Only the lines below between the ones containing "or narrows the" and "it. The orthographic", inclusive, are to be reproduced, each exactly as it stands.

= Beginning of Section =

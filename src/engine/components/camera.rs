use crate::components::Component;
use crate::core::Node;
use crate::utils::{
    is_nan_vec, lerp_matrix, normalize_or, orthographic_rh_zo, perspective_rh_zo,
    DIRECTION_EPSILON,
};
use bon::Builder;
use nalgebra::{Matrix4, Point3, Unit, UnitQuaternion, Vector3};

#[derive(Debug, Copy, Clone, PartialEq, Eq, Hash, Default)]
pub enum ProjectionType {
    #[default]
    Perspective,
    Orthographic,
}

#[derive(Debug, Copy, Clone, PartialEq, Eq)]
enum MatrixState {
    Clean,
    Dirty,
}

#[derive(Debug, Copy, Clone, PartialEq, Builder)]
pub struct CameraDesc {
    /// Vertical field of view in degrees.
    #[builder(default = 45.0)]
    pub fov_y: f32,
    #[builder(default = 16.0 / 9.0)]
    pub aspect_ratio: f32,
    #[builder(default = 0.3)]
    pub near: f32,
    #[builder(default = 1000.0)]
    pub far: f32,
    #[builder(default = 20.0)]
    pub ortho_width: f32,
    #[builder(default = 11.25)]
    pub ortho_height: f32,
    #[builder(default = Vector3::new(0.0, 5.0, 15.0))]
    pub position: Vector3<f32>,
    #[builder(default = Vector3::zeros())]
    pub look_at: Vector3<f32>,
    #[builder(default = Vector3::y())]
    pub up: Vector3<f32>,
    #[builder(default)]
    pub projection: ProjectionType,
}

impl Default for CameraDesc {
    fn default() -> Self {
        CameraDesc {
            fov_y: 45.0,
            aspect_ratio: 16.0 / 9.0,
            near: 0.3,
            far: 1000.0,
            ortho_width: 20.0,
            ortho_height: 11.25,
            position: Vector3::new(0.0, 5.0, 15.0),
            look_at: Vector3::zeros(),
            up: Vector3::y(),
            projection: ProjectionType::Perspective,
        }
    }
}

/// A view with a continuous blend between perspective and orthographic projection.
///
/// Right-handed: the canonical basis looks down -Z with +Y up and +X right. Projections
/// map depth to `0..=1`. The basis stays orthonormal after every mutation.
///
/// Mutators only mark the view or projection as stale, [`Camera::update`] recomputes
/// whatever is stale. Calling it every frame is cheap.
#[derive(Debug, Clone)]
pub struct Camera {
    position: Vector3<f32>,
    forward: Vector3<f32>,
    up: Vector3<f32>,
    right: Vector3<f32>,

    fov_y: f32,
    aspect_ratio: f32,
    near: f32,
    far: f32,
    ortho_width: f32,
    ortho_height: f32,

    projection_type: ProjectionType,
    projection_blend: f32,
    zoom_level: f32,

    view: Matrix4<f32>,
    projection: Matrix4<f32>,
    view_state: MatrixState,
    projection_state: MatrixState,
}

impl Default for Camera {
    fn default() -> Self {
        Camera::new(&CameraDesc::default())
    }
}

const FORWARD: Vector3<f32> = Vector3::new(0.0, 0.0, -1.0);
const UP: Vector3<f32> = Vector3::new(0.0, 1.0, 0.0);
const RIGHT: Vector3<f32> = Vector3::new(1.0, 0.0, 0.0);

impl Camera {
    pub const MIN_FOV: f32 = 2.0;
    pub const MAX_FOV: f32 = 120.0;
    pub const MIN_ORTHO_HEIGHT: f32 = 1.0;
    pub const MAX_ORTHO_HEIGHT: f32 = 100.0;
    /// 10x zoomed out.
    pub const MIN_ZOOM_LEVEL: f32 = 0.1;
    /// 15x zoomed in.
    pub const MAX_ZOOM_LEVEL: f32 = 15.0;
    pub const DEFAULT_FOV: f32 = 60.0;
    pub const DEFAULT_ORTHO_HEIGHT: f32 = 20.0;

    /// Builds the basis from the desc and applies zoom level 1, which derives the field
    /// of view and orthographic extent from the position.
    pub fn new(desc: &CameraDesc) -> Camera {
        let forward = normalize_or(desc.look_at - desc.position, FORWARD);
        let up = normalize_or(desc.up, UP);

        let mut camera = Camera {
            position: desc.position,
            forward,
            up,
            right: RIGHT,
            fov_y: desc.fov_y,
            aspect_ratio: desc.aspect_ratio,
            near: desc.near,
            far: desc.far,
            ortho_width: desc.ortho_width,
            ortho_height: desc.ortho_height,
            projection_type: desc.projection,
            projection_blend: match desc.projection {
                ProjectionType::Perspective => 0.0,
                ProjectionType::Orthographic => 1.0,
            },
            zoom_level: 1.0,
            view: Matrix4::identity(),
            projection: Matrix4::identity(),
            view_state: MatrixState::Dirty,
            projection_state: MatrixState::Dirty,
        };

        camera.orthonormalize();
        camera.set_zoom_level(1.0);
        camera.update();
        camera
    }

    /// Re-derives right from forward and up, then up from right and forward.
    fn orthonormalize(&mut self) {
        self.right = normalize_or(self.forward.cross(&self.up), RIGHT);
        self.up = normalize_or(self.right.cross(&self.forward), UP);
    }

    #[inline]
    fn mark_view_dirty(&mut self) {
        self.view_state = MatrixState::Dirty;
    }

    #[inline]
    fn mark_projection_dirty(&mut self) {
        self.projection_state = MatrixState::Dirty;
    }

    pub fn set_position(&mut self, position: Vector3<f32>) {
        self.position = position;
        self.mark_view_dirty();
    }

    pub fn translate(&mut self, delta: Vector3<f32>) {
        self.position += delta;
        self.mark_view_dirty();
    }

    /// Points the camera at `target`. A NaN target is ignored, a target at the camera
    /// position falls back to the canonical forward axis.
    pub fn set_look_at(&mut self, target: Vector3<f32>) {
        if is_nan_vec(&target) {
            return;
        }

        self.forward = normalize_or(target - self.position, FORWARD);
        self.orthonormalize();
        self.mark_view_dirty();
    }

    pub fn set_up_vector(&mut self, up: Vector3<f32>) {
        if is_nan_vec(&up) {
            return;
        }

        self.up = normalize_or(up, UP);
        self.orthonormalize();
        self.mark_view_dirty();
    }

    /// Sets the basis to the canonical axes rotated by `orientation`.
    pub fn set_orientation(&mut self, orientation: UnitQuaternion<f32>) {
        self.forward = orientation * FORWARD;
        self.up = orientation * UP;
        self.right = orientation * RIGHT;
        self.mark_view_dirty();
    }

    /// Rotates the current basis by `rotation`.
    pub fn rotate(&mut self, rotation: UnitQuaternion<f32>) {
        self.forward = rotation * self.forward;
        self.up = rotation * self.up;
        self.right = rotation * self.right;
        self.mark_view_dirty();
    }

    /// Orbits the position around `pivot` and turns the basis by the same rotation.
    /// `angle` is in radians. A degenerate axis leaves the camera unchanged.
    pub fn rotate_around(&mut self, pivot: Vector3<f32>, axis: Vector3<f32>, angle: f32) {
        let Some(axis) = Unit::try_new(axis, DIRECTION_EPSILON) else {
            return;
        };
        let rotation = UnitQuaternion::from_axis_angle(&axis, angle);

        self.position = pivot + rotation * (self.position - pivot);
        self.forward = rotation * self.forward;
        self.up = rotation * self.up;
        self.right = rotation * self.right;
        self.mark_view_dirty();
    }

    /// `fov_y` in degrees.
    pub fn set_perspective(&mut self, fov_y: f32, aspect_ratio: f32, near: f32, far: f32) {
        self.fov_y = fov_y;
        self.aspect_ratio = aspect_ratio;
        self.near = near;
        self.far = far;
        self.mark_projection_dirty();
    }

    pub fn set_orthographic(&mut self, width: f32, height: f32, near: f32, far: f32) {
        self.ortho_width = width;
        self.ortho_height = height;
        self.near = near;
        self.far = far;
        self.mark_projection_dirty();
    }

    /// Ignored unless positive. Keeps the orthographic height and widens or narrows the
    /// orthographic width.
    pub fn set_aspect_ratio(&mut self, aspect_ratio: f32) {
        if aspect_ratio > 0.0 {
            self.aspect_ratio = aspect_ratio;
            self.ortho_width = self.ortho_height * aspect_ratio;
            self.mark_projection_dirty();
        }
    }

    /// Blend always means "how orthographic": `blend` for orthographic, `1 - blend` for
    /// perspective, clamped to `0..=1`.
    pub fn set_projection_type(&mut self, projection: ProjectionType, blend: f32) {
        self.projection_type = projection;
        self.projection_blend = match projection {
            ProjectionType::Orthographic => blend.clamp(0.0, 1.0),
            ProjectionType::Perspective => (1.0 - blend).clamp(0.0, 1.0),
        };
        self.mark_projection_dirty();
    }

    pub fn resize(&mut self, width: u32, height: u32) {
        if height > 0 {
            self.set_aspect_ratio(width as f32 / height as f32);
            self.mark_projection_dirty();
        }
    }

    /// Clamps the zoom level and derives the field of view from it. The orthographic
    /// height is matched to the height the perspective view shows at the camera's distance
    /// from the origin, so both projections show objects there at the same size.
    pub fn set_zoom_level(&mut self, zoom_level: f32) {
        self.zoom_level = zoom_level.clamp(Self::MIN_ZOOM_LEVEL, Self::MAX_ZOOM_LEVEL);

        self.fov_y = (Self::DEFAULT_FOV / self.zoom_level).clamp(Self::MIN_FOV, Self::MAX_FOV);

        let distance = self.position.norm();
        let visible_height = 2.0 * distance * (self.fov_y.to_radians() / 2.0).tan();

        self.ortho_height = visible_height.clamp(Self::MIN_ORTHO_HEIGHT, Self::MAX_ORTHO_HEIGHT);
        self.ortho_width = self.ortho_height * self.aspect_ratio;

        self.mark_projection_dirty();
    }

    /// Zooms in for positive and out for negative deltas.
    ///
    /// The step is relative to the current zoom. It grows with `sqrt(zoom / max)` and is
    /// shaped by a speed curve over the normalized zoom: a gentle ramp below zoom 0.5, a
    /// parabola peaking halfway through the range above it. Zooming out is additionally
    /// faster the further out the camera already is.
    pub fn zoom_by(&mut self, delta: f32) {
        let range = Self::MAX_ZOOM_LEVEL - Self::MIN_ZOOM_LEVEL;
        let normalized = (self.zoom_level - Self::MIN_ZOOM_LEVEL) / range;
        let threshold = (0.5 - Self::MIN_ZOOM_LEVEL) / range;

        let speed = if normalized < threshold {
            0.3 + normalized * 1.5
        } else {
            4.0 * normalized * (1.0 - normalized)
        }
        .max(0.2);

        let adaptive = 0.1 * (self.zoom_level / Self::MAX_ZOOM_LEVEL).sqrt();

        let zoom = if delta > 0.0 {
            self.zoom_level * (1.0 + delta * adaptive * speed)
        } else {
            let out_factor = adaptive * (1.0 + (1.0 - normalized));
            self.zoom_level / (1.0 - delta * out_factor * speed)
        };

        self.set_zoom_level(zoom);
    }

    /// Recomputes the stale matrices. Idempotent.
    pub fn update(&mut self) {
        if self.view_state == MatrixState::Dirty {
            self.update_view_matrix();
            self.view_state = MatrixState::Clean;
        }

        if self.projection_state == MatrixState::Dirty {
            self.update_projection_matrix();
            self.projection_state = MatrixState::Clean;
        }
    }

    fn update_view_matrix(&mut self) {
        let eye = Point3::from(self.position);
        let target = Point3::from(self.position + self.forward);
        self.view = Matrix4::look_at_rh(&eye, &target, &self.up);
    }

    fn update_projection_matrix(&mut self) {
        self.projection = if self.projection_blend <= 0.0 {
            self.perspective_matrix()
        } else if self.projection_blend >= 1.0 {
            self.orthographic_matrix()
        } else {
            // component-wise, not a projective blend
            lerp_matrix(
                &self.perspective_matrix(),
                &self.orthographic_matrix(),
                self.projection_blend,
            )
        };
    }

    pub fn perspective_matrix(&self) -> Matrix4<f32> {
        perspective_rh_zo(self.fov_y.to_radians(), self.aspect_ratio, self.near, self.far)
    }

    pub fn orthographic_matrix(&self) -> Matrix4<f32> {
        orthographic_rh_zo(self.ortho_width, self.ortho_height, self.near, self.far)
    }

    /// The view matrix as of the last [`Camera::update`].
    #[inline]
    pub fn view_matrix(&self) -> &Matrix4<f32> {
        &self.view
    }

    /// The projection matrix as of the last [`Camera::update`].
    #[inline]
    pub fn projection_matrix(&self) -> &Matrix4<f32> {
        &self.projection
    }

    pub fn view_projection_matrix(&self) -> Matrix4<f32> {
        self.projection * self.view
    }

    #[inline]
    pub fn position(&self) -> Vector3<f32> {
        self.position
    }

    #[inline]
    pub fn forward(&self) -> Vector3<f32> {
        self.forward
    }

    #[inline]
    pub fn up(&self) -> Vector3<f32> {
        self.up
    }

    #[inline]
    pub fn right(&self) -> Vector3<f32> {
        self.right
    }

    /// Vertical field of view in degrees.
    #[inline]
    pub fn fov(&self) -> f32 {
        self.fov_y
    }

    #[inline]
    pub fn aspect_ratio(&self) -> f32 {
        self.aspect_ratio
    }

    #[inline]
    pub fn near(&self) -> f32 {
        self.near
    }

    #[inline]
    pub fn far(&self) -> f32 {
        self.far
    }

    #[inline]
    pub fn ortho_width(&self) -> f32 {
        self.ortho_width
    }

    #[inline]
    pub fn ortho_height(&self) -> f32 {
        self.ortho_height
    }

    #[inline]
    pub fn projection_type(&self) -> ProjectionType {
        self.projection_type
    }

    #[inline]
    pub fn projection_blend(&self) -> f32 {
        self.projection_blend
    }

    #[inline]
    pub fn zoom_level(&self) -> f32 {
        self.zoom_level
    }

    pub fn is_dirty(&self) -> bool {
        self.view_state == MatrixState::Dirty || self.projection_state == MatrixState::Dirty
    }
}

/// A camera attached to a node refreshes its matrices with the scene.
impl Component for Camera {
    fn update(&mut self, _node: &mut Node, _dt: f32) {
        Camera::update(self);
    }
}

= End of Section =

ANSWER SECTION =>
    /// Ignored unless positive. Keeps the orthographic height and widens or narrows the
    /// orthographic width.
    pub fn set_aspect_ratio(&mut self, aspect_ratio: f32) {
        if aspect_ratio > 0.0 {
            self.aspect_ratio = aspect_ratio;
            self.ortho_width = self.ortho_height * aspect_ratio;
            self.mark_projection_dirty();
        }
    }

    /// Blend always means "how orthographic": `blend` for orthographic, `1 - blend` for
    /// perspective, clamped to `0..=1`.
    pub fn set_projection_type(&mut self, projection: ProjectionType, blend: f32) {
        self.projection_type = projection;
        self.projection_blend = match projection {
            ProjectionType::Orthographic => blend.clamp(0.0, 1.0),
            ProjectionType::Perspective => (1.0 - blend).clamp(0.0, 1.0),
        };
        self.mark_projection_dirty();
    }

    pub fn resize(&mut self, width: u32, height: u32) {
        if height > 0 {
            self.set_aspect_ratio(width as f32 / height as f32);
            self.mark_projection_dirty();
        }
    }

    /// Clamps the zoom level and derives the field of view from it. The orthographic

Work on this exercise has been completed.